By  on April 2, 2010

Napoleon Perdis the man is working to be secondary to Napoleon Perdis the well-rounded beauty brand.

“I am moving Napoleon Perdis to become a fully fledged cosmetics brand, as opposed to a makeup artist brand,” said Perdis, the Australian makeup artist of Greek descent whose headquarters are in Los Angeles. “I feel that women don’t want just a makeup artist, they want to have a solution that can work for them.”

A major step in the comprehensive direction is the Napoleon Complex Skin Renewal Serum, a May release with sodium hyaluronate for skin elasticity, provitamin B5 for moisture and a mix of Australian berry extracts for antioxidant benefits.

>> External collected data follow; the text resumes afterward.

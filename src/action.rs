use enum_dispatch::enum_dispatch;
use serde::Deserialize;

use crate::execution_plan::{ExecutionReport, RunContext};

pub mod cat;
pub mod copy;
pub mod mkdir;
pub mod symlink;

pub use cat::CatAction;
pub use copy::CopyAction;
pub use mkdir::MkdirAction;
pub use symlink::SymlinkAction;

#[enum_dispatch]
pub trait Action {
    fn short_description(&self) -> String;
    /// Apply the action's filesystem side effects, recording one outcome per
    /// touched target. Implementations report failures instead of returning
    /// them so that a bad request never stops the rest of the run.
    fn execute(&self, ctx: &RunContext, report: &mut ExecutionReport);
}

/// The closed set of configurable actions, tagged by the `type` field of the
/// config entry. New kinds get a variant here and an arm nowhere else.
#[enum_dispatch(Action)]
#[derive(Debug, Clone, Deserialize)]
#[serde(tag = "type")]
pub enum ConfigAction {
    SymlinkAction(SymlinkAction),
    CopyAction(CopyAction),
    MkdirAction(MkdirAction),
    CatAction(CatAction),
}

The serum, made in Switzerland and priced at $65 for 1.35 oz., boosts the company’s presence in the skin care category, which the brand entered in 2008 with the Auto Pilot cleansing, toner and antiaging regime.

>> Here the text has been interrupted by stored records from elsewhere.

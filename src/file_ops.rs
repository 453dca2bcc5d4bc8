// SPDX-FileCopyrightText: 2026 The polkadots developers
//
// SPDX-License-Identifier: MIT

use std::ffi::OsString;
use std::io::ErrorKind;
use std::path::{Path, PathBuf};

use crate::polkadots_error::LinkError;

/// What to do when the destination is a symlink pointing somewhere else.
/// Regular files and directories are never touched under either policy.
#[derive(Debug, Clone, Copy, Default, PartialEq, Eq)]
pub enum ConflictPolicy {
    /// Skip the request and report a conflict.
    #[default]
    Skip,
    /// Atomically replace the stale symlink with the intended one.
    Relink,
}

#[derive(Debug, Clone, Copy, PartialEq, Eq)]
pub enum LinkStatus {
    Created,
    Unchanged,
    Replaced,
}

/// Ensure `dst` is a symlink to `src`, creating it with create-new semantics.
///
/// An absent destination is linked directly through the host symlink call, so
/// there is no delete-then-recreate window. A destination that already
/// resolves to `src` is left untouched. Anything else is a conflict: skipped
/// under [`ConflictPolicy::Skip`], and only a symlink pointing elsewhere is
/// replaced (via a sibling temp name and rename) under
/// [`ConflictPolicy::Relink`]. Missing destination parents are an error, not
/// something this function creates.
pub fn ensure_symlink(
    src: &Path,
    dst: &Path,
    policy: ConflictPolicy,
) -> Result<LinkStatus, LinkError> {
    if !src.exists() {
        return Err(LinkError::SourceNotFound(src.to_path_buf()));
    }
    match dst.symlink_metadata() {
        Ok(meta) => {
            if meta.is_symlink() {
                if points_at(dst, src) {
                    return Ok(LinkStatus::Unchanged);
                }
                match policy {
                    ConflictPolicy::Relink => {
                        replace_symlink(src, dst)?;
                        log::info!("Relinked {} to {}", dst.display(), src.display());
                        Ok(LinkStatus::Replaced)
                    }
                    ConflictPolicy::Skip => {
                        let target = dst
                            .read_link()
                            .map(|t| format!("a symlink to {}", t.display()))
                            .unwrap_or_else(|_| "an unreadable symlink".to_string());
                        Err(LinkError::Conflict {
                            destination: dst.to_path_buf(),
                            occupant: target,
                        })
                    }
                }
            } else {
                let occupant = if meta.is_dir() {
                    "a directory"
                } else {
                    "a file"
                };
                Err(LinkError::Conflict {
                    destination: dst.to_path_buf(),
                    occupant: occupant.to_string(),
                })
            }
        }
        Err(e) if e.kind() == ErrorKind::NotFound => {
            if let Some(parent) = dst.parent()
                && !parent.as_os_str().is_empty()
                && !parent.is_dir()
            {
                return Err(LinkError::MissingParent(parent.to_path_buf()));
            }
            create_symlink(src, dst)?;
            log::info!("Linked {} to {}", dst.display(), src.display());
            Ok(LinkStatus::Created)
        }
        Err(e) => Err(classify_io(dst.to_path_buf(), e)),
    }
}

/// A symlink counts as correct when its literal target is the source, or when
/// both resolve to the same canonical path.
fn points_at(dst: &Path, src: &Path) -> bool {
    match dst.read_link() {
        Ok(target) => {
            target == src
                || match (dst.canonicalize(), src.canonicalize()) {
                    (Ok(a), Ok(b)) => a == b,
                    _ => false,
                }
        }
        Err(_) => false,
    }
}

fn create_symlink(src: &Path, dst: &Path) -> Result<(), LinkError> {
    symlink(src, dst).map_err(|e| match e.kind() {
        // Lost a race with a concurrent writer; treat as an occupied destination.
        ErrorKind::AlreadyExists => LinkError::Conflict {
            destination: dst.to_path_buf(),
            occupant: "a concurrently created entry".to_string(),
        },
        ErrorKind::NotFound => {
            LinkError::MissingParent(dst.parent().unwrap_or(Path::new("/")).to_path_buf())
        }
        _ => classify_io(dst.to_path_buf(), e),
    })
}

/// Replace an existing symlink atomically: link under a sibling temp name,
/// then rename over the destination.
fn replace_symlink(src: &Path, dst: &Path) -> Result<(), LinkError> {
    let Some(file_name) = dst.file_name() else {
        return Err(LinkError::Io(
            dst.to_path_buf(),
            std::io::Error::new(ErrorKind::InvalidInput, "destination has no file name"),
        ));
    };
    let mut tmp_name = OsString::from(".");
    tmp_name.push(file_name);
    tmp_name.push(OsString::from(format!(".polkadots-{}", std::process::id())));
    let tmp = dst.with_file_name(tmp_name);
    // A leftover temp link from an interrupted run would fail the create-new call.
    let _ = std::fs::remove_file(&tmp);
    create_symlink(src, &tmp)?;
    std::fs::rename(&tmp, dst).map_err(|e| {
        let _ = std::fs::remove_file(&tmp);
        classify_io(dst.to_path_buf(), e)
    })
}

fn symlink(src: &Path, dst: &Path) -> std::io::Result<()> {
    #[cfg(unix)]
    {
        std::os::unix::fs::symlink(src, dst)
    }
    #[cfg(windows)]
    {
        if src.is_dir() {
            std::os::windows::fs::symlink_dir(src, dst)
        } else {
            std::os::windows::fs::symlink_file(src, dst)
        }
    }
}

pub(crate) fn classify_io(path: PathBuf, e: std::io::Error) -> LinkError {
    if e.kind() == ErrorKind::PermissionDenied {
        LinkError::PermissionDenied(path)
    } else {
        LinkError::Io(path, e)
    }
}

Perdis isn’t trying to replace women’s entire bathroom cabinets with his skin care, but instead provide customers unique individual items that supplement their existing stash. “It will be our most expensive [stockkeeping unit] in our line, but I really wanted to make a mark with my customer,” he said of the serum. “Napoleon Perdis skin care will be a customizing, cherry-picking experience with product that stands out.”

To further diversify the brand, a natural line rooted in indigenous cultures is in development that could launch as early as the fall, and a fragrance produced in-house is planned for next year. With the help of George Epaminondas, a former senior editor at InStyle who became vice president of brand creative two years ago, Perdis also has been focusing on enhancing the brand’s look in packaging, advertising and store presentation. “The idea of that is to enforce the art of the brand beyond makeup artistry and bring a degree of sophistication,” he said.

Perdis tapped The Royal Promotion Group to fashion an updated retail design that recently premiered with a new opulent shop-in-shop at David Jones in Melbourne. The design will be rolled out over two years at Napoleon Perdis stores, of which there will be 58 in Australia and New Zealand as of next week. “I wanted a look that celebrated classics and nostalgia as well as having a very strong edge,” said Perdis, noting his affection for Dorothy Draper and Helena Rubinstein.

In packaging, Astro Girl, a collection introduced last month of four $35 limited edition Prismatic Eye Shadow Quads representing fire, earth, water and air, showcases upgrades being made with transparent elements that are going to be used for eye products as well. For advertising, Perdis hired photographer Tony Duran to shoot the spring campaign. The company’s advertising budget increased 45 percent this year, and the brand is airing television commercials for the first time in local U.S. markets.

In 2009, Perdis said his revenues totaled about 120 million Australian dollars, or about $110 million at current exchange. That figure includes NP Set, which is priced 25 to 30 percent less than Napoleon Perdis. NP Set has been sold at Target since 2008, and notched $12.5 million in sales last year, according to Perdis. Perdis has signed on for another three years at Target with NP Set. Globally, he estimates his business will hit 135 million Australian dollars, or about $124 million, this year.

Sales in the U.S., where the line is carried in Ulta and, soon, at and, constitute roughly 18 percent of worldwide sales, but Perdis’ goal is to raise that to 30 to 35 percent in three years and 50 percent in five years. “We are a brand of the future,” asserted Perdis. “The customer is recognizing that. In the American marketplace, it is just a matter of expanding our distribution.”